Problem description: Give back each line of the listing below that contains the string "MetricsSnapshot".
________
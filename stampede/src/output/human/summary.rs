use std::fmt::Write as _;

use stampede_core::metrics::{MetricValues, MetricsSnapshot};
use stampede_core::{AbortCause, RunReport, ScenarioSummary, ThresholdOutcome};

use super::format::*;

const TREND_PERCENTILES: [f64; 3] = [90.0, 95.0, 99.0];

pub(crate) fn render(report: &RunReport) -> String {
    let mut out = String::new();

    writeln!(&mut out, "summary (elapsed {})", format_duration(report.elapsed)).ok();

    for s in &report.scenarios {
        render_scenario(s, &mut out);
    }

    render_metrics(&report.metrics, &mut out);
    render_thresholds(&report.thresholds, &mut out);

    match &report.aborted {
        Some(AbortCause::User) => {
            out.push_str("aborted: by user\n");
        }
        Some(AbortCause::Threshold(t)) => {
            writeln!(
                &mut out,
                "aborted: threshold {} {} failed (observed {})",
                t.metric,
                t.expression,
                observed(t)
            )
            .ok();
        }
        None => {}
    }

    if let Some(err) = &report.teardown_error {
        writeln!(&mut out, "teardown failed: {err}").ok();
    }
    for err in &report.run_errors {
        writeln!(&mut out, "run error: {err}").ok();
    }
    if report.stale_tokens > 0 {
        writeln!(
            &mut out,
            "warning: {} token(s) expired during the run",
            report.stale_tokens
        )
        .ok();
    }

    let verdict = if report.overall_pass() { "PASS" } else { "FAIL" };
    writeln!(&mut out, "result: {verdict}").ok();
    out
}

fn render_scenario(s: &ScenarioSummary, out: &mut String) {
    writeln!(
        out,
        "scenario: {} [{}] {}",
        s.name, s.executor, s.stop_reason
    )
    .ok();

    let phases = s
        .phases
        .iter()
        .map(|t| format!("{}@{}", t.phase, format_duration(t.at)))
        .collect::<Vec<_>>()
        .join(" ");
    writeln!(out, "  phases: {phases}").ok();

    writeln!(
        out,
        "  iterations: {} (failed {}, dropped {}, interrupted {})",
        s.iterations, s.failed_iterations, s.dropped_iterations, s.interrupted_iterations
    )
    .ok();
    writeln!(out, "  peak concurrency: {}", s.peak_concurrency).ok();

    if s.graceful_overrun {
        out.push_str("  graceful stop window overrun\n");
    }
    for f in &s.vu_failures {
        writeln!(out, "  vu {} retired: {}", f.vu_id, f.error).ok();
    }
}

fn render_metrics(metrics: &MetricsSnapshot, out: &mut String) {
    if metrics.is_empty() {
        return;
    }

    let width = metrics.iter().map(|m| m.name.len()).max().unwrap_or(0);

    out.push_str("metrics\n");
    for m in metrics.iter() {
        let line = match &m.values {
            MetricValues::Counter(c) => format!("count={}", format_number(c.total)),
            MetricValues::Trend(t) => {
                let mut line = format!(
                    "count={} avg={} min={} max={}",
                    t.count(),
                    format_ms_opt(t.avg()),
                    format_ms_opt(t.min()),
                    format_ms_opt(t.max()),
                );
                for p in TREND_PERCENTILES {
                    write!(&mut line, " p({p})={}", format_ms_opt(t.percentile(p))).ok();
                }
                line
            }
        };
        writeln!(out, "  {:<width$}  {line}", m.name).ok();
    }
}

fn render_thresholds(thresholds: &[ThresholdOutcome], out: &mut String) {
    if thresholds.is_empty() {
        return;
    }

    out.push_str("thresholds\n");
    for t in thresholds {
        let mark = if t.passed { "ok  " } else { "FAIL" };
        let margin = t
            .margin()
            .map(format_number)
            .unwrap_or_else(|| "-".to_string());
        writeln!(
            out,
            "  {mark} {} {} (observed {}, margin {margin})",
            t.metric,
            t.expression,
            observed(t)
        )
        .ok();
    }
}

fn observed(t: &ThresholdOutcome) -> String {
    t.observed
        .map(format_number)
        .unwrap_or_else(|| "no samples".to_string())
}
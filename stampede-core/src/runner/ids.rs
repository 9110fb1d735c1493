use std::collections::BTreeSet;

use parking_lot::Mutex;

/// Run-wide VU index allocator. Hands out the lowest free index, so scenarios
/// that run one after another reuse `1..=n` while overlapping scenarios get
/// disjoint indices.
#[derive(Debug)]
pub(crate) struct VuIdPool {
    inner: Mutex<IdState>,
}

#[derive(Debug)]
struct IdState {
    free: BTreeSet<u64>,
    next: u64,
}

impl Default for VuIdPool {
    fn default() -> Self {
        Self {
            inner: Mutex::new(IdState {
                free: BTreeSet::new(),
                next: 1,
            }),
        }
    }
}

impl VuIdPool {
    pub(crate) fn new() -> Self {
        Self::default()
    }

    /// Takes `n` indices, lowest first.
    pub(crate) fn acquire(&self, n: u64) -> Vec<u64> {
        let mut state = self.inner.lock();
        let mut ids = Vec::with_capacity(usize::try_from(n).unwrap_or_default());
        while (ids.len() as u64) < n {
            let id = match state.free.pop_first() {
                Some(id) => id,
                None => {
                    let id = state.next;
                    state.next += 1;
                    id
                }
            };
            ids.push(id);
        }
        ids
    }

    pub(crate) fn release(&self, ids: &[u64]) {
        let mut guard = self.inner.lock();
        let state = &mut *guard;
        state.free.extend(ids.iter().copied());
        // Fold the tail back into `next` so the free set stays small.
        while state.next > 1 && state.free.remove(&(state.next - 1)) {
            state.next -= 1;
        }
    }
}
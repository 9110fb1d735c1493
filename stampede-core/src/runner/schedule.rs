use std::cmp::Ordering;
use std::time::Duration;

use crate::config::Stage;

const RECHECK_CAP: Duration = Duration::from_millis(50);

/// Piecewise-linear target (VUs or arrival rate) over a list of stages.
#[derive(Debug, Clone)]
pub struct RampingU64Schedule {
    start: u64,
    stages: Vec<Stage>,
    ends: Vec<Duration>,
}

/// The stage containing some instant.
#[derive(Debug, Clone, Copy)]
struct Span {
    begin: Duration,
    end: Duration,
    from: u64,
    to: u64,
}

impl Span {
    fn target_at(&self, elapsed: Duration) -> u64 {
        let len = self.end.saturating_sub(self.begin).as_nanos() as i128;
        if len == 0 {
            return self.to;
        }
        let into = elapsed.saturating_sub(self.begin).as_nanos() as i128;
        let from = i128::from(self.from);
        let delta = i128::from(self.to) - from;
        (from + delta * into / len).clamp(0, i128::from(u64::MAX)) as u64
    }
}

impl RampingU64Schedule {
    pub fn new(start: u64, stages: Vec<Stage>) -> Self {
        let ends = stages
            .iter()
            .scan(Duration::ZERO, |acc, st| {
                *acc = acc.saturating_add(st.duration);
                Some(*acc)
            })
            .collect();
        Self { start, stages, ends }
    }

    /// Flat target for `duration`.
    pub fn constant(target: u64, duration: Duration) -> Self {
        Self::new(target, vec![Stage { duration, target }])
    }

    pub fn total_duration(&self) -> Duration {
        self.ends.last().copied().unwrap_or(Duration::ZERO)
    }

    pub fn is_done(&self, elapsed: Duration) -> bool {
        elapsed >= self.total_duration()
    }

    fn span_at(&self, elapsed: Duration) -> Option<Span> {
        // A stage owns `[begin, end)`; an instant on a boundary belongs to the next stage.
        let idx = self.ends.partition_point(|end| *end <= elapsed);
        let stage = self.stages.get(idx)?;
        Some(Span {
            begin: idx.checked_sub(1).map_or(Duration::ZERO, |i| self.ends[i]),
            end: self.ends[idx],
            from: idx.checked_sub(1).map_or(self.start, |i| self.stages[i].target),
            to: stage.target,
        })
    }

    pub fn target_at(&self, elapsed: Duration) -> u64 {
        match self.span_at(elapsed) {
            Some(span) => span.target_at(elapsed),
            None => self.stages.last().map_or(self.start, |st| st.target),
        }
    }

    /// Direction of the stage in effect at `elapsed`. `None` once the schedule is over.
    pub fn direction_at(&self, elapsed: Duration) -> Option<Ordering> {
        self.span_at(elapsed).map(|span| span.to.cmp(&span.from))
    }

    /// The first stage boundary strictly after `elapsed`.
    pub fn next_boundary(&self, elapsed: Duration) -> Option<Duration> {
        self.span_at(elapsed).map(|span| span.end)
    }

    /// How long an idle VU with 1-based `vu_index` should wait before looking again.
    pub fn next_recheck_in(&self, elapsed: Duration, vu_index: u64) -> Duration {
        let Some(span) = self.span_at(elapsed) else {
            return Duration::ZERO;
        };
        let until_stage_end = span.end.saturating_sub(elapsed).min(RECHECK_CAP);

        if vu_index <= span.target_at(elapsed) {
            return Duration::ZERO;
        }
        if span.to <= span.from || vu_index > span.to {
            return until_stage_end;
        }

        // Rising ramp: solve `from + (to - from) * t / len >= vu_index` for t.
        let len = span.end.saturating_sub(span.begin).as_nanos();
        let needed = u128::from(vu_index - span.from) * len / u128::from(span.to - span.from);
        let reached_at = span.begin + Duration::from_nanos(needed.min(u128::from(u64::MAX)) as u64);
        reached_at.saturating_sub(elapsed).min(RECHECK_CAP)
    }
}
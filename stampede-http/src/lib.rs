#![forbid(unsafe_code)]

mod client;
mod error;
mod types;
mod util;

pub use client::{DEFAULT_REQUEST_TIMEOUT, HttpClient};
pub use error::{Error, ErrorKind, Result};
pub use types::{HttpRequest, HttpResponse};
________
Answer space:
use stampede_core::metrics::{MetricValues, MetricsSnapshot};
fn render_metrics(metrics: &MetricsSnapshot, out: &mut String) {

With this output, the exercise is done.